The project team propose conducting a scoping study to collate qualitative and quantitative data on the role of performance during the COVID-19 pandemic. The study will attempt to capture a snapshot of who is getting to see digital performance, what are they watching, and what are they making at this extraordinary time. How will the ways that we are making and watching performance now, affect our access to culture in the longer-term unknown future ahead? What new precedents are being set?
The study will involve gathering data on digital platforms being used for performance, analytics, performance genres (user generated content, comedy, dance, theatre, performance art, music) and funding sources. Researchers will also attempt to capture information about which audiences are accessing content, how democratic the digitisation of these materials is, and whether the same hierarchical structures are merely transferred, with the same dominances i.e.: Do the same people who go to the theatre watch digital theatre?
A large-scale example of digital performance is the ‘One World: Together at Home’ eight-hour concert organised by the World Health Organisation was funded by large-scale corporations including pharmaceutical company GlaxoSmithKline. Another example is the significant investment that the National Theatre had already put into its NT Live programme, which is enabling them to provide a full programme online.
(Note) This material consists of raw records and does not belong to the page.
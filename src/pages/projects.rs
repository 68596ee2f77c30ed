//! Projects Page

use leptos::prelude::*;

use crate::api::ApiClient;
use crate::components::{EmptyPanel, ErrorPanel, LoadingPanel, ProjectCard};
use crate::data;
use crate::fetch::{use_fallback_load, LoadState};
use crate::ordering::sorted_by_order;

#[component]
pub fn ProjectsPage() -> impl IntoView {
    let state = use_fallback_load(
        "projects",
        |api: ApiClient| async move { api.fetch_projects().await },
        data::projects,
    );
    let sorted = Memo::new(move |_| state.with(|s| sorted_by_order(s.items())));

    view! {
        <style>{STYLES}</style>
        <div class="page-root projects-page">
            <div class="noise-overlay"></div>
            <div class="main-content">
                <div class="page-header">
                    <h1 class="page-title">"Projects Portfolio"</h1>
                    <p class="page-subtitle">
                        "Enterprise-grade solutions showcasing technical expertise and modern development practices"
                    </p>
                    <Show when=move || state.with(|s| matches!(s, LoadState::Ready { .. }))>
                        <div class="projects-counter">{move || format!("{} Featured Projects", sorted.with(Vec::len))}</div>
                    </Show>
                </div>

                {move || match state.get() {
                    LoadState::Loading => view! { <LoadingPanel message="Loading portfolio projects..." /> }.into_any(),
                    LoadState::Failed(message) => {
                        view! { <ErrorPanel title="Unable to Load Projects" message=message /> }.into_any()
                    }
                    LoadState::Ready { .. } if sorted.with(Vec::is_empty) => {
                        view! { <EmptyPanel message="No projects available" /> }.into_any()
                    }
                    LoadState::Ready { .. } => view! {
                        <div class="projects-grid">
                            <For
                                each=move || sorted.get().into_iter().enumerate()
                                key=|(index, project)| (project.id, project.title.clone(), *index)
                                children=|(index, project)| view! { <ProjectCard project=project index=index /> }
                            />
                        </div>
                    }
                    .into_any(),
                }}
            </div>
        </div>
    }
}

const STYLES: &str = r#"
.projects-counter {
  display: inline-block; margin-top: 1.5rem; padding: 0.6rem 1.4rem; border-radius: 999px; font-weight: 600;
  color: #93c5fd; background: rgba(59, 130, 246, 0.12); border: 1px solid rgba(59, 130, 246, 0.3);
}
.projects-grid { display: grid; grid-template-columns: repeat(auto-fill, minmax(min(100%, 520px), 1fr)); gap: 2rem; }
.project-card {
  position: relative; border-radius: 24px; overflow: hidden; animation: fadeUp 0.5s ease-out both;
  background: linear-gradient(135deg, rgba(30, 41, 59, 0.85), rgba(15, 23, 42, 0.92));
  border: 1px solid rgba(255, 255, 255, 0.08); box-shadow: 0 20px 50px rgba(0, 0, 0, 0.35);
  transition: transform 0.3s ease, box-shadow 0.3s ease;
}
.project-card:hover { transform: scale(1.02); box-shadow: 0 30px 60px rgba(59, 130, 246, 0.25); }
.card-accent { height: 4px; background: linear-gradient(90deg, #3b82f6, #8b5cf6, #10b981); }
.card-content { padding: 2rem; display: flex; flex-direction: column; gap: 1.25rem; }
.project-title { font-family: 'Space Grotesk', sans-serif; font-size: 1.45rem; line-height: 1.3; color: #f8fafc; }
.project-meta { display: flex; flex-wrap: wrap; gap: 0.5rem; margin-top: 0.8rem; }
.meta-tag { padding: 0.35rem 0.85rem; border-radius: 999px; font-size: 0.78rem; font-weight: 600; }
.meta-tag.category { color: #c4b5fd; background: rgba(139, 92, 246, 0.14); border: 1px solid rgba(139, 92, 246, 0.3); }
.meta-tag.status { color: #6ee7b7; background: rgba(16, 185, 129, 0.14); border: 1px solid rgba(16, 185, 129, 0.3); }
.meta-tag.period { color: #93c5fd; background: rgba(59, 130, 246, 0.14); border: 1px solid rgba(59, 130, 246, 0.3); }
.project-description { color: #cbd5e1; line-height: 1.7; }
.tech-stack { padding: 1rem 1.2rem; border-radius: 14px; background: rgba(15, 23, 42, 0.7); border: 1px solid rgba(59, 130, 246, 0.2); }
.tech-stack-label, .highlights-label { font-size: 0.75rem; letter-spacing: 1.5px; text-transform: uppercase; color: #64748b; margin-bottom: 0.5rem; }
.tech-stack-content { font-family: 'JetBrains Mono', monospace; font-size: 0.85rem; color: #93c5fd; line-height: 1.6; }
.bullets-list { list-style: none; display: flex; flex-direction: column; gap: 0.55rem; }
.bullet-item { display: flex; gap: 0.6rem; color: #cbd5e1; line-height: 1.55; font-size: 0.93rem; }
.bullet-icon { color: #3b82f6; font-weight: 700; }
.show-more {
  margin-top: 0.8rem; padding: 0.45rem 1rem; border-radius: 10px; cursor: pointer; font-weight: 600; font-size: 0.85rem;
  color: #93c5fd; background: rgba(59, 130, 246, 0.1); border: 1px solid rgba(59, 130, 246, 0.3);
}
.show-more:hover { background: rgba(59, 130, 246, 0.2); }
.project-actions { display: flex; flex-wrap: wrap; gap: 0.8rem; }
.project-actions .action-button {
  padding: 0.7rem 1.4rem; border-radius: 12px; font-weight: 600; text-decoration: none; transition: transform 0.2s ease;
}
.project-actions .action-button:hover { transform: translateY(-2px); }
.action-button.github { color: #f8fafc; background: #1f2937; border: 1px solid rgba(255, 255, 255, 0.15); }
.action-button.demo { color: #fff; background: linear-gradient(135deg, #3b82f6, #8b5cf6); }
"#;
//! Application Context
//!
//! Shared state provided via Leptos Context API.

use leptos::prelude::*;

use crate::config::AppConfig;

/// App-wide values provided via context
#[derive(Clone, Debug)]
pub struct AppContext {
    pub config: AppConfig,
}

impl AppContext {
    pub fn new(config: AppConfig) -> Self {
        Self { config }
    }
}

/// Get the app context, or a context built from the compile-time defaults
/// when rendered outside the app shell.
pub fn use_app_context() -> AppContext {
    use_context::<AppContext>().unwrap_or_else(|| AppContext::new(AppConfig::from_env()))
}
Some performances are being broadcast as ‘events’, scheduled for specific times, in an attempt to create a collective audience experience, in some way bringing aspects of the shared, collective nature of live events.On the more grassroots level, social media platforms such as TikTok enable anyone to be a performer. From quickly-captured spontaneous moments, to much-rehearsed versions of the Blinding Lights and Stair Shuffle dance, social media is proving to be perhaps the most egalitarian of performance platforms.